Up to and including the line with "impl IntoResponse for", please reproduce the lines below exactly, beginning with the first.

— Stored data entries —
+++

// src/api.rs
//! Read-only dashboard API over `latest.parquet`.
//!
//! A missing snapshot or a snapshot without the dashboard columns is reported
//! to the client as a blocking condition (503 / 422), never a panic.

use std::collections::{BTreeMap, BTreeSet};
use std::path::PathBuf;

use axum::{
    extract::{Query, State},
    http::StatusCode,
    response::{IntoResponse, Response},
    routing::get,
    Json, Router,
};
use chrono::{DateTime, Utc};
use serde::{Deserialize, Serialize};
use tower_http::cors::CorsLayer;

use crate::sentiment::{ScoredRecord, SentimentLabel};
use crate::store::{read_column_names, read_records, DASHBOARD_COLUMNS};

const DEFAULT_LIMIT: usize = 20;

#[derive(Clone)]
pub struct AppState {
    pub snapshot: PathBuf,
}

#[derive(Debug, thiserror::Error)]
pub enum SnapshotError {
    #[error("No snapshot found yet. Start the stream loop first.")]
    Missing,
    #[error("Missing columns in snapshot: {}", .0.join(", "))]
    MissingColumns(Vec<String>),
    #[error("Failed to read snapshot: {0:#}")]
    Read(anyhow::Error),
}

impl IntoResponse for SnapshotError {
    fn into_response(self) -> Response {
        let status = match &self {
            SnapshotError::Missing => StatusCode::SERVICE_UNAVAILABLE,
            SnapshotError::MissingColumns(_) => StatusCode::UNPROCESSABLE_ENTITY,
            SnapshotError::Read(_) => StatusCode::INTERNAL_SERVER_ERROR,
        };
        (status, Json(serde_json::json!({ "error": self.to_string() }))).into_response()
    }
}

/// Load the snapshot, checking the column contract before decoding rows.
pub fn load_snapshot(path: &std::path::Path) -> Result<Vec<ScoredRecord>, SnapshotError> {
    if !path.exists() {
        return Err(SnapshotError::Missing);
    }
    let names = read_column_names(path).map_err(SnapshotError::Read)?;
    let mut missing: Vec<String> = DASHBOARD_COLUMNS
        .iter()
        .filter(|c| !names.iter().any(|n| n == *c))
        .map(|c| c.to_string())
        .collect();
    if !missing.is_empty() {
        missing.sort();
        return Err(SnapshotError::MissingColumns(missing));
    }
    read_records(path).map_err(SnapshotError::Read)
}

pub fn router(state: AppState) -> Router {
    Router::new()
        .route("/health", get(|| async { "OK" }))
        .route("/api/tickers", get(tickers))
        .route("/api/sentiment", get(sentiment))
        .layer(CorsLayer::very_permissive())
        .with_state(state)
}

async fn tickers(State(state): State<AppState>) -> Result<Json<Vec<String>>, SnapshotError> {
    let rows = load_snapshot(&state.snapshot)?;
    let set: BTreeSet<String> = rows.into_iter().map(|r| r.record.ticker).collect();
    Ok(Json(set.into_iter().collect()))
}

#[derive(Debug, Deserialize)]
pub struct SentimentQuery {
    pub ticker: Option<String>,
    pub limit: Option<usize>,
}

#[derive(Debug, Serialize, Deserialize, PartialEq)]
pub struct SeriesPoint {
    pub fetched_at: DateTime<Utc>,
    pub sent_score: f64,
    pub sent_label: SentimentLabel,
}

#[derive(Debug, Serialize, Deserialize, PartialEq)]
pub struct Headline {
    pub fetched_at: DateTime<Utc>,
    pub source: String,
    pub sent_label: SentimentLabel,
    pub sent_score: f64,
    pub text: String,
    pub url: String,
}

#[derive(Debug, Serialize, Deserialize, PartialEq)]
pub struct SentimentView {
    pub ticker: Option<String>,
    pub series: Vec<SeriesPoint>,
    pub label_counts: BTreeMap<SentimentLabel, usize>,
    pub latest: Vec<Headline>,
}

/// Ticker-filtered view: time series, label distribution, latest headlines.
/// Rows whose `fetched_at` doesn't parse are dropped.
pub fn build_view(rows: Vec<ScoredRecord>, ticker: Option<&str>, limit: usize) -> SentimentView {
    let mut dated: Vec<(DateTime<Utc>, ScoredRecord)> = rows
        .into_iter()
        .filter_map(|r| {
            DateTime::parse_from_rfc3339(&r.record.fetched_at)
                .ok()
                .map(|t| (t.with_timezone(&Utc), r))
        })
        .collect();
    dated.sort_by_key(|(t, _)| *t);

    let ticker = match ticker {
        Some(t) => Some(t.trim().to_ascii_uppercase()),
        None => dated
            .iter()
            .map(|(_, r)| r.record.ticker.as_str())
            .min()
            .map(str::to_string),
    };
    let view: Vec<(DateTime<Utc>, ScoredRecord)> = dated
        .into_iter()
        .filter(|(_, r)| Some(&r.record.ticker) == ticker.as_ref())
        .collect();

    let series = view
        .iter()
        .map(|(t, r)| SeriesPoint {
            fetched_at: *t,
            sent_score: r.sent_score,
            sent_label: r.sent_label,
        })
        .collect();

    let mut label_counts = BTreeMap::new();
    for (_, r) in &view {
        *label_counts.entry(r.sent_label).or_insert(0) += 1;
    }

    let skip = view.len().saturating_sub(limit);
    let latest = view
        .into_iter()
        .skip(skip)
        .map(|(t, r)| Headline {
            fetched_at: t,
            source: r.record.source,
            sent_label: r.sent_label,
            sent_score: r.sent_score,
            text: r.record.text,
            url: r.record.url,
        })
        .collect();

    SentimentView {
        ticker,
        series,
        label_counts,
        latest,
    }
}

async fn sentiment(
    State(state): State<AppState>,
    Query(q): Query<SentimentQuery>,
) -> Result<Json<SentimentView>, SnapshotError> {
    let rows = load_snapshot(&state.snapshot)?;
    let limit = q.limit.unwrap_or(DEFAULT_LIMIT).max(1);
    Ok(Json(build_view(rows, q.ticker.as_deref(), limit)))
}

+++

— TASK SOLUTION —
// src/api.rs
//! Read-only dashboard API over `latest.parquet`.
//!
//! A missing snapshot or a snapshot without the dashboard columns is reported
//! to the client as a blocking condition (503 / 422), never a panic.

use std::collections::{BTreeMap, BTreeSet};
use std::path::PathBuf;

use axum::{
    extract::{Query, State},
    http::StatusCode,
    response::{IntoResponse, Response},
    routing::get,
    Json, Router,
};
use chrono::{DateTime, Utc};
use serde::{Deserialize, Serialize};
use tower_http::cors::CorsLayer;

use crate::sentiment::{ScoredRecord, SentimentLabel};
use crate::store::{read_column_names, read_records, DASHBOARD_COLUMNS};

const DEFAULT_LIMIT: usize = 20;

#[derive(Clone)]
pub struct AppState {
    pub snapshot: PathBuf,
}

#[derive(Debug, thiserror::Error)]
pub enum SnapshotError {
    #[error("No snapshot found yet. Start the stream loop first.")]
    Missing,
    #[error("Missing columns in snapshot: {}", .0.join(", "))]
    MissingColumns(Vec<String>),
    #[error("Failed to read snapshot: {0:#}")]
    Read(anyhow::Error),
}

impl IntoResponse for SnapshotError {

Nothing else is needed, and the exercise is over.